Enfin, le méchant de service, Antinoüs, est assuré par un acteur que je ne connais pas, Robert Pattinson, qui présente un visage avenant cachant une véritable fourberie et une non moins vile lâcheté. Il fait bien l'affaire, ici.
Là où je suis un peu plus réservé, c'est sur l'image et la photographie qui me paraissent généralement assez ternes. Alors que les lieux méditerranéens où l'histoire est censée se passer peuvent nous offrir de si beaux paysages. Bon, d'accord, on peut comprendre que les Enfers ou la grotte de Polyphème soient peu attrayants. Il y a peut-être une raison au choix effectué par Nolan de rendre la guerre de Troie très (trop) présente par la régulière répétition des mêmes images du sac de Troie. Du coup, le voyage d'Ulysse passe parfois un peu trop au second plan. À moins, bien entendu, que Nolan veuille montrer que cette odyssée, ce voyage, ne sont qu'un long et traumatisant moment à passer puisqu'Ulysse y perdra peu à peu tous ses compagnons et même le sens de sa vie.
Reste à parler de la bande originale. Créée par le suédois Ludwig Göransson sur lequel je n'ai pas d'opinion, ne le connaissant pas. Si je voulais rester un peu positif, je pourrais dire que la musique appuie "généreusement" les moments d'intense tension de l'action qui se répercutent directement et efficacement sur le mental du spectateur avec son cadencement assourdissant.
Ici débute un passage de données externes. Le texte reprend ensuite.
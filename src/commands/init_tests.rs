use tempfile::TempDir;

use super::*;
use crate::config::parse_script;

#[test]
fn template_is_a_valid_script() {
    let script = parse_script(&generate_script_template()).unwrap();
    assert_eq!(script.root.as_deref(), Some("."));
    assert_eq!(script.assertions.len(), 1);
    assert_eq!(script.assertion_count(), 3);
}

#[test]
fn run_init_creates_script() {
    let temp_dir = TempDir::new().unwrap();
    let path = temp_dir.path().join(".tree-guard.toml");

    let args = InitArgs {
        output: path.clone(),
        force: false,
    };
    assert_eq!(run_init(&args), EXIT_SUCCESS);
    assert!(path.exists());
}

#[test]
fn run_init_refuses_to_overwrite() {
    let temp_dir = TempDir::new().unwrap();
    let path = temp_dir.path().join(".tree-guard.toml");
    std::fs::write(&path, "existing content").unwrap();

    let args = InitArgs {
        output: path.clone(),
        force: false,
    };
    let err = run_init_impl(&args).unwrap_err();
    assert!(err.to_string().contains("already exists"));
    assert_eq!(run_init(&args), EXIT_CONFIG_ERROR);
    assert_eq!(std::fs::read_to_string(&path).unwrap(), "existing content");
}

#[test]
fn run_init_overwrites_with_force() {
    let temp_dir = TempDir::new().unwrap();
    let path = temp_dir.path().join(".tree-guard.toml");
    std::fs::write(&path, "old content").unwrap();

    let args = InitArgs {
        output: path.clone(),
        force: true,
    };
    run_init_impl(&args).unwrap();

    let content = std::fs::read_to_string(&path).unwrap();
    assert!(content.contains("[[assert]]"));
    assert!(!content.contains("old content"));
}
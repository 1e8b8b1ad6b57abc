//! Helpers for the root-relative, `/`-separated path strings used by the catalog.

/// Separator used in every catalog path, on every platform.
pub const SEPARATOR: char = '/';

/// Normalize a relative path into catalog form.
///
/// Both `/` and `\\` are accepted as separators. Empty and `.` components are
/// dropped, `..` removes the preceding component (and is discarded at the
/// root), and the result never carries a leading `./` or a trailing separator.
///
/// # Examples
///
/// - `"./foo/bar/fubb/../.././blah.txt"` becomes `"foo/blah.txt"`
/// - `"foo/"` becomes `"foo"`
/// - `"."` becomes `""` (the root)
#[must_use]
pub fn normalize_path(raw: &str) -> String {
    let mut components: Vec<&str> = Vec::new();
    for component in raw.split(['/', '\\']) {
        match component {
            "" | "." => {}
            ".." => {
                components.pop();
            }
            other => components.push(other),
        }
    }
    components.join("/")
}

/// Parent directory of a catalog path; `""` for entries directly under the root.
#[must_use]
pub fn parent_dir(path: &str) -> &str {
    path.rsplit_once(SEPARATOR).map_or("", |(parent, _)| parent)
}

/// Final component of a catalog path.
#[must_use]
pub fn basename(path: &str) -> &str {
    path.rsplit_once(SEPARATOR).map_or(path, |(_, name)| name)
}

/// Strip every trailing separator from a caller-supplied base directory.
#[must_use]
pub fn normalize_base_dir(base_dir: &str) -> &str {
    base_dir.trim_end_matches(SEPARATOR)
}

/// Path of `path` relative to `base_dir`, or `None` when it lies outside it.
///
/// An empty `base_dir` denotes the root, so every path is returned unchanged.
#[must_use]
pub fn strip_base_dir<'a>(path: &'a str, base_dir: &str) -> Option<&'a str> {
    if base_dir.is_empty() {
        return Some(path);
    }
    path.strip_prefix(base_dir)?.strip_prefix(SEPARATOR)
}

/// Resolve `relative` against `scope`.
///
/// A leading separator makes `relative` root-relative; otherwise it is joined
/// onto `scope` (the root when `None`) and normalized, so `..` can climb to a
/// sibling directory.
#[must_use]
pub fn resolve_relative(scope: Option<&str>, relative: &str) -> String {
    if relative.starts_with(['/', '\\']) {
        return normalize_path(relative);
    }
    match scope {
        Some(scope) if !scope.is_empty() => normalize_path(&format!("{scope}/{relative}")),
        _ => normalize_path(relative),
    }
}
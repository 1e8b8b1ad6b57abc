pub mod check;
pub mod init;

pub use check::{exit_code, run_check, run_check_impl, validate_tree};
pub use init::{generate_script_template, run_init, run_init_impl};
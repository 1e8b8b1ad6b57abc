#![allow(dead_code)]

use std::fs;
use std::path::Path;

use tempfile::TempDir;

/// Creates an `assert_cmd` Command for the tree-guard binary.
#[macro_export]
macro_rules! tree_guard {
    () => {
        assert_cmd::Command::new(assert_cmd::cargo::cargo_bin!("tree-guard"))
    };
}

/// Creates a temporary directory tree for integration tests.
pub struct TestFixture {
    pub dir: TempDir,
}

impl TestFixture {
    /// Creates a new test fixture with an empty temp directory.
    pub fn new() -> Self {
        Self {
            dir: TempDir::new().expect("Failed to create temp directory"),
        }
    }

    /// Builds a tree from paths; a trailing `/` makes a directory, anything
    /// else an empty file.
    pub fn with_tree(paths: &[&str]) -> Self {
        let fixture = Self::new();
        fixture.create_tree(paths);
        fixture
    }

    pub fn create_tree(&self, paths: &[&str]) {
        for path in paths {
            if let Some(dir) = path.strip_suffix('/') {
                self.create_dir(dir);
            } else {
                self.create_file(path, "");
            }
        }
    }

    /// Creates a file with the given content in the temp directory.
    pub fn create_file(&self, relative_path: &str, content: &str) {
        let path = self.dir.path().join(relative_path);
        if let Some(parent) = path.parent() {
            fs::create_dir_all(parent).expect("Failed to create parent directories");
        }
        fs::write(&path, content).expect("Failed to write file");
    }

    /// Creates a directory in the temp directory.
    pub fn create_dir(&self, relative_path: &str) {
        let path = self.dir.path().join(relative_path);
        fs::create_dir_all(&path).expect("Failed to create directory");
    }

    /// Returns the path to the temp directory.
    pub fn path(&self) -> &Path {
        self.dir.path()
    }
}

impl Default for TestFixture {
    fn default() -> Self {
        Self::new()
    }
}

/// Project-id directory name: two letters, three digits, two letters, four digits.
pub const DRUID_RE: &str = r"[a-z]{2}\d{3}[a-z]{2}\d{4}";
use std::path::PathBuf;

use thiserror::Error;

#[derive(Error, Debug)]
pub enum TreeGuardError {
    #[error("Invalid quantifier: {spec:?}")]
    InvalidQuantity { spec: String },

    #[error("Assertion identifier must be a non-empty label")]
    MissingIdentifier,

    #[error("Assertion identifier {0:?} is reserved for extra-item warnings")]
    ReservedIdentifier(String),

    #[error("Invalid regular expression: {pattern}")]
    InvalidRegex {
        pattern: String,
        #[source]
        source: regex::Error,
    },

    #[error("Not a directory: {0}")]
    NotADirectory(PathBuf),

    #[error("Failed to scan directory: {path}")]
    Scan {
        path: PathBuf,
        #[source]
        source: walkdir::Error,
    },

    #[error("Script error: {0}")]
    Script(String),

    #[error("Failed to read file: {path}")]
    FileRead {
        path: PathBuf,
        #[source]
        source: std::io::Error,
    },

    #[error("IO error: {0}")]
    Io(#[from] std::io::Error),

    #[error("TOML parse error: {0}")]
    TomlParse(#[from] toml::de::Error),

    #[error("JSON serialization error: {0}")]
    JsonSerialize(#[from] serde_json::Error),

    #[error("CSV error: {0}")]
    Csv(#[from] csv::Error),
}

impl TreeGuardError {
    /// Short category name used when printing errors.
    #[must_use]
    pub const fn error_type(&self) -> &'static str {
        match self {
            Self::InvalidQuantity { .. }
            | Self::MissingIdentifier
            | Self::ReservedIdentifier(_)
            | Self::InvalidRegex { .. } => "Usage",
            Self::NotADirectory(_) | Self::Scan { .. } => "Scan",
            Self::Script(_) | Self::TomlParse(_) => "Script",
            Self::FileRead { .. } | Self::Io(_) => "IO",
            Self::JsonSerialize(_) | Self::Csv(_) => "Output",
        }
    }

    /// Errors caused by a mistake in the validation script rather than by the data.
    #[must_use]
    pub const fn is_usage_error(&self) -> bool {
        matches!(
            self,
            Self::InvalidQuantity { .. }
                | Self::MissingIdentifier
                | Self::ReservedIdentifier(_)
                | Self::InvalidRegex { .. }
        )
    }
}

pub type Result<T> = std::result::Result<T, TreeGuardError>;

#[cfg(test)]
#[path = "error_tests.rs"]
mod tests;
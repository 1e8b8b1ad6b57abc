use crate::error::Result;
use crate::validator::Warning;

use super::{ReportFormatter, report_rows};

/// Comma-separated report: a header line, then one line per warning.
#[derive(Debug, Default, Clone, Copy)]
pub struct CsvFormatter;

impl ReportFormatter for CsvFormatter {
    fn format(&self, warnings: &[Warning]) -> Result<String> {
        let mut writer = ::csv::WriterBuilder::new()
            .terminator(::csv::Terminator::Any(b'\n'))
            .from_writer(Vec::new());
        for row in report_rows(warnings) {
            writer.write_record(&row)?;
        }
        let bytes = writer.into_inner().map_err(|err| err.into_error())?;
        Ok(String::from_utf8_lossy(&bytes).into_owned())
    }
}

#[cfg(test)]
#[path = "csv_tests.rs"]
mod tests;
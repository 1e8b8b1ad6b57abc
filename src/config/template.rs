//! `${...}` substitution in assertion criteria.
//!
//! Variables refer to the item an assertion runs inside (`${path}`,
//! `${basename}`, `${stem}`, `${0}`..`${9}`) or to any enclosing item bound
//! with `as` (`${x}`, `${x.path}`, `${x.basename}`, `${x.stem}`, `${x.N}`).

use crate::catalog::Item;
use crate::error::{Result, TreeGuardError};

/// Variable names that cannot be used as `as` bindings.
pub const RESERVED_NAMES: [&str; 3] = ["path", "basename", "stem"];

#[derive(Debug, Clone)]
struct Frame {
    bind: Option<String>,
    path: String,
    basename: String,
    stem: String,
    captures: Vec<String>,
}

impl Frame {
    fn field(&self, field: &str) -> Option<String> {
        match field {
            "path" => Some(self.path.clone()),
            "basename" => Some(self.basename.clone()),
            "stem" => Some(self.stem.clone()),
            index if is_capture_index(index) => {
                let i: usize = index.parse().ok()?;
                Some(self.captures.get(i).cloned().unwrap_or_default())
            }
            _ => None,
        }
    }
}

fn is_capture_index(field: &str) -> bool {
    !field.is_empty() && field.bytes().all(|b| b.is_ascii_digit())
}

/// Items enclosing the assertion being expanded, innermost last.
#[derive(Debug, Clone, Default)]
pub struct Bindings {
    frames: Vec<Frame>,
}

impl Bindings {
    #[must_use]
    pub fn new() -> Self {
        Self::default()
    }

    /// Bindings for assertions nested inside `item`.
    ///
    /// `suffix` is stripped from the basename to form the stem; `bind` names
    /// the item for deeper descendants.
    #[must_use]
    pub fn with_item(&self, item: &Item, suffix: Option<&str>, bind: Option<&str>) -> Self {
        let frame = Frame {
            bind: bind.map(str::to_string),
            path: item.path().to_string(),
            basename: item.basename().to_string(),
            stem: suffix.map_or_else(|| item.basename(), |s| item.basename_without(s)).to_string(),
            captures: item
                .captures()
                .unwrap_or_default()
                .iter()
                .map(|group| group.clone().unwrap_or_default())
                .collect(),
        };
        let mut frames = self.frames.clone();
        frames.push(frame);
        Self { frames }
    }

    #[must_use]
    pub fn depth(&self) -> usize {
        self.frames.len()
    }

    /// Value of a variable, or `None` if nothing defines it.
    #[must_use]
    pub fn lookup(&self, variable: &str) -> Option<String> {
        let (head, field) = variable
            .split_once('.')
            .map_or((variable, None), |(head, field)| (head, Some(field)));

        if field.is_none() && (RESERVED_NAMES.contains(&head) || is_capture_index(head)) {
            return self.frames.last()?.field(head);
        }

        let frame = self
            .frames
            .iter()
            .rev()
            .find(|frame| frame.bind.as_deref() == Some(head))?;
        frame.field(field.unwrap_or("basename"))
    }

    /// Replace every `${...}` in `template`.
    ///
    /// With `escape_values`, substituted values are regex-escaped so they
    /// match literally inside a regular expression.
    ///
    /// # Errors
    /// Returns a script error for an unknown or unterminated variable.
    pub fn expand(&self, template: &str, escape_values: bool) -> Result<String> {
        let mut output = String::with_capacity(template.len());
        let mut rest = template;

        while let Some(start) = rest.find("${") {
            output.push_str(&rest[..start]);
            let after = &rest[start + 2..];
            let Some(end) = after.find('}') else {
                return Err(TreeGuardError::Script(format!(
                    "unterminated variable in {template:?}"
                )));
            };
            let variable = &after[..end];
            let value = self.lookup(variable).ok_or_else(|| {
                TreeGuardError::Script(format!("unknown variable ${{{variable}}} in {template:?}"))
            })?;
            if escape_values {
                output.push_str(&regex::escape(&value));
            } else {
                output.push_str(&value);
            }
            rest = &after[end + 1..];
        }

        output.push_str(rest);
        Ok(output)
    }
}

/// Check that `name` can be used with `as`.
#[must_use]
pub fn is_valid_binding(name: &str) -> bool {
    let mut chars = name.chars();
    let starts_ok = chars
        .next()
        .is_some_and(|c| c.is_ascii_alphabetic() || c == '_');
    starts_ok
        && chars.all(|c| c.is_ascii_alphanumeric() || c == '_')
        && !RESERVED_NAMES.contains(&name)
}

#[cfg(test)]
#[path = "template_tests.rs"]
mod tests;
Mais si je reste objectif, je dirai qu'elle est omniprésente et bien envahissante. Inutilement et trop pour moi. Et si je fais ma mauvaise tête, je pourrai aussi dire qu'on reconnait bien là, un film de Nolan dont je viens de commenter le quatrième opus après "Interstellar" (6), "Dunkerque"(6) et "Oppenheimer" (8).
La note, à cause du sujet et du jeu des acteurs, sera 7.